Requirement: Only lines containing the word "struct" belong in the answer; copy each one from the records.

Collected data entries:
┏━━

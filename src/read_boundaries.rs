use crate::config::BoundaryProperties;
use crate::core::spatial_linker::{BoundaryNames, LocalAuthorityBoundary, SmallAreaBoundary};
use anyhow::Context;
use geojson::{Feature, FeatureCollection, GeoJson, JsonValue};
use geo::{Geometry, MultiPolygon};
use std::io::{BufReader, Read};
use thiserror::Error;

/// Reads small area boundaries from a GeoJSON feature collection whose coordinates are in the same
/// projected reference system as the building coordinates.
pub fn small_area_boundaries_from_geojson(
    geojson: impl Read,
    properties: &BoundaryProperties,
) -> anyhow::Result<Vec<SmallAreaBoundary>> {
    read_features(geojson)?
        .features
        .into_iter()
        .enumerate()
        .map(|(index, feature)| {
            let small_area = string_property(&feature, &properties.small_area_id).ok_or_else(
                || MissingBoundaryIdentifierError {
                    feature: index,
                    property: properties.small_area_id.clone(),
                },
            )?;
            let names = BoundaryNames {
                small_area,
                county_name: string_property(&feature, &properties.county_name),
                local_authority: string_property(&feature, &properties.local_authority_name),
            };

            Ok(SmallAreaBoundary {
                names,
                geometry: multi_polygon(feature, index)?,
            })
        })
        .collect()
}

pub fn local_authority_boundaries_from_geojson(
    geojson: impl Read,
    properties: &BoundaryProperties,
) -> anyhow::Result<Vec<LocalAuthorityBoundary>> {
    let name_property = &properties.local_authority_boundary_name;

    read_features(geojson)?
        .features
        .into_iter()
        .enumerate()
        .map(|(index, feature)| {
            let name = string_property(&feature, name_property).ok_or_else(|| {
                MissingBoundaryIdentifierError {
                    feature: index,
                    property: name_property.clone(),
                }
            })?;

            Ok(LocalAuthorityBoundary {
                name,
                geometry: multi_polygon(feature, index)?,
            })
        })
        .collect()
}

fn read_features(geojson: impl Read) -> anyhow::Result<FeatureCollection> {
    let geojson: GeoJson = serde_json::from_reader(BufReader::new(geojson))
        .context("Could not parse boundary GeoJSON")?;

    FeatureCollection::try_from(geojson).context("Boundary GeoJSON is not a feature collection")
}

/// A property as text. Numeric identifiers are common in census boundary files, so numbers are
/// accepted too.
fn string_property(feature: &Feature, name: &str) -> Option<String> {
    match feature.property(name)? {
        JsonValue::String(value) => Some(value.trim().to_string()),
        JsonValue::Number(value) => Some(value.to_string()),
        _ => None,
    }
}

fn multi_polygon(feature: Feature, index: usize) -> anyhow::Result<MultiPolygon<f64>> {
    let geometry = feature
        .geometry
        .ok_or_else(|| UnsupportedGeometryError {
            feature: index,
            kind: "no geometry".to_string(),
        })?;

    match Geometry::<f64>::try_from(geometry)? {
        Geometry::Polygon(polygon) => Ok(MultiPolygon::new(vec![polygon])),
        Geometry::MultiPolygon(multi_polygon) => Ok(multi_polygon),
        other => Err(UnsupportedGeometryError {
            feature: index,
            kind: geometry_kind(&other).to_string(),
        }
        .into()),
    }
}

fn geometry_kind(geometry: &Geometry<f64>) -> &'static str {
    match geometry {
        Geometry::Point(_) => "Point",
        Geometry::Line(_) => "Line",
        Geometry::LineString(_) => "LineString",
        Geometry::Polygon(_) => "Polygon",
        Geometry::MultiPoint(_) => "MultiPoint",
        Geometry::MultiLineString(_) => "MultiLineString",
        Geometry::MultiPolygon(_) => "MultiPolygon",
        Geometry::GeometryCollection(_) => "GeometryCollection",
        Geometry::Rect(_) => "Rect",
        Geometry::Triangle(_) => "Triangle",
    }
}

#[derive(Debug, Error)]
#[error("Boundary feature {feature} has {kind} where a polygon or multipolygon was expected")]
pub struct UnsupportedGeometryError {
    feature: usize,
    kind: String,
}

#[derive(Debug, Error)]
#[error("Boundary feature {feature} has no '{property}' property to identify it")]
pub struct MissingBoundaryIdentifierError {
    feature: usize,
    property: String,
}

┗━━

Solution for this exercise:
pub struct UnsupportedGeometryError {
pub struct MissingBoundaryIdentifierError {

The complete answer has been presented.